* WHAT YOU ARE ASKED TO DO *
In the records that follow, find the line with "repository b8f51db69d857740"; from there, retype every line exactly through the line with "use crate::config::AppConfig;", which also belongs to the answer.

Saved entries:

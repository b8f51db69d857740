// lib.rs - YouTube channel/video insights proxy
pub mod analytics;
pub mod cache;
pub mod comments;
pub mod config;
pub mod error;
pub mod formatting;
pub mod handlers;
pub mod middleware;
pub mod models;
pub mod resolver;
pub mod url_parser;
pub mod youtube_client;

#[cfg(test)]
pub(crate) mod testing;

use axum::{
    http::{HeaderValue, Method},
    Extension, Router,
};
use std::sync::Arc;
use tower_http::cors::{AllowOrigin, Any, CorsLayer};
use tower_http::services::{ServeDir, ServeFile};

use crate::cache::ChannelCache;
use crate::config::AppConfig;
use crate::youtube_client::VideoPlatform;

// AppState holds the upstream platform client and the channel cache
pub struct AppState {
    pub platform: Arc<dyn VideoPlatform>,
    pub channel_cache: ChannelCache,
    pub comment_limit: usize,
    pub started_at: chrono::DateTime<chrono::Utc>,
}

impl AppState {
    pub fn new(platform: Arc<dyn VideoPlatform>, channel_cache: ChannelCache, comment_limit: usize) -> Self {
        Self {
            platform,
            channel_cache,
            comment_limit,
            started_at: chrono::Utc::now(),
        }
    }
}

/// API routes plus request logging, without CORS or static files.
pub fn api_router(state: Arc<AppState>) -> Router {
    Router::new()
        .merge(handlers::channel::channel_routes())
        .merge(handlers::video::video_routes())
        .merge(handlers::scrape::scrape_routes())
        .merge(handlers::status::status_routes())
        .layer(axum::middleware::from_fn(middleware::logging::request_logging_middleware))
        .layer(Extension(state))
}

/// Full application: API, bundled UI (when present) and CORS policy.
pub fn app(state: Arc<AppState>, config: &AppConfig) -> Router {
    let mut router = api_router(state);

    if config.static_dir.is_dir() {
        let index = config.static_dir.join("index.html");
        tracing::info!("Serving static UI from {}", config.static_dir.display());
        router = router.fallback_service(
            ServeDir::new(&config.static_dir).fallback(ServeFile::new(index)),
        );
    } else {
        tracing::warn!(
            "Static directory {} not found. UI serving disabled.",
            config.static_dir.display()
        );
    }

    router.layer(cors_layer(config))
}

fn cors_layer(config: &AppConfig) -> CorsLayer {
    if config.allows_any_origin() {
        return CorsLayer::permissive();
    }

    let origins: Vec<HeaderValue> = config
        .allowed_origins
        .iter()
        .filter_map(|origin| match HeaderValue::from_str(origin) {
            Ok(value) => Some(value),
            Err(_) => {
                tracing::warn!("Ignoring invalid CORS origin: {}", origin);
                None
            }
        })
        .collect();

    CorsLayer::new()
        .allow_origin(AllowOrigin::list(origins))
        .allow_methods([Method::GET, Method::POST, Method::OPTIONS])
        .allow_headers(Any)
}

* * *

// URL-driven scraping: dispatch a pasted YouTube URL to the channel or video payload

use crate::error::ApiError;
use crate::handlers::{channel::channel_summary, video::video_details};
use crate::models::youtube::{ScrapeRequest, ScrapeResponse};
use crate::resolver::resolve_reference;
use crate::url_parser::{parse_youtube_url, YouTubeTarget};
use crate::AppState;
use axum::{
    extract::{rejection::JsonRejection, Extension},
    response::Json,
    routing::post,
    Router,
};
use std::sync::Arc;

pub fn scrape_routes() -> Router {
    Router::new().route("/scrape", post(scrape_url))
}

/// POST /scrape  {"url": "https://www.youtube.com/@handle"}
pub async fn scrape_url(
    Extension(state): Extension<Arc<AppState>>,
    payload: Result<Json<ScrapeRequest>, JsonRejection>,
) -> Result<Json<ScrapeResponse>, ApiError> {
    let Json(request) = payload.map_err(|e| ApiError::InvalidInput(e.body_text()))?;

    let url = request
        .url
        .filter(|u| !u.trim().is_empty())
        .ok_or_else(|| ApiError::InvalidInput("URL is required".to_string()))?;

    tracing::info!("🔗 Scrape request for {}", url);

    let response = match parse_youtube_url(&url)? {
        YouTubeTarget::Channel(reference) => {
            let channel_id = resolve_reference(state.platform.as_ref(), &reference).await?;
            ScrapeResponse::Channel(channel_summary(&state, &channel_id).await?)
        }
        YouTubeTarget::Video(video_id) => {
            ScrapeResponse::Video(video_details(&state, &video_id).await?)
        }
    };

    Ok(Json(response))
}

* SOLUTION *
repository b8f51db69d857740
// lib.rs - YouTube channel/video insights proxy
pub mod analytics;
pub mod cache;
pub mod comments;
pub mod config;
pub mod error;
pub mod formatting;
pub mod handlers;
pub mod middleware;
pub mod models;
pub mod resolver;
pub mod url_parser;
pub mod youtube_client;

#[cfg(test)]
pub(crate) mod testing;

use axum::{
    http::{HeaderValue, Method},
    Extension, Router,
};
use std::sync::Arc;
use tower_http::cors::{AllowOrigin, Any, CorsLayer};
use tower_http::services::{ServeDir, ServeFile};

use crate::cache::ChannelCache;
use crate::config::AppConfig;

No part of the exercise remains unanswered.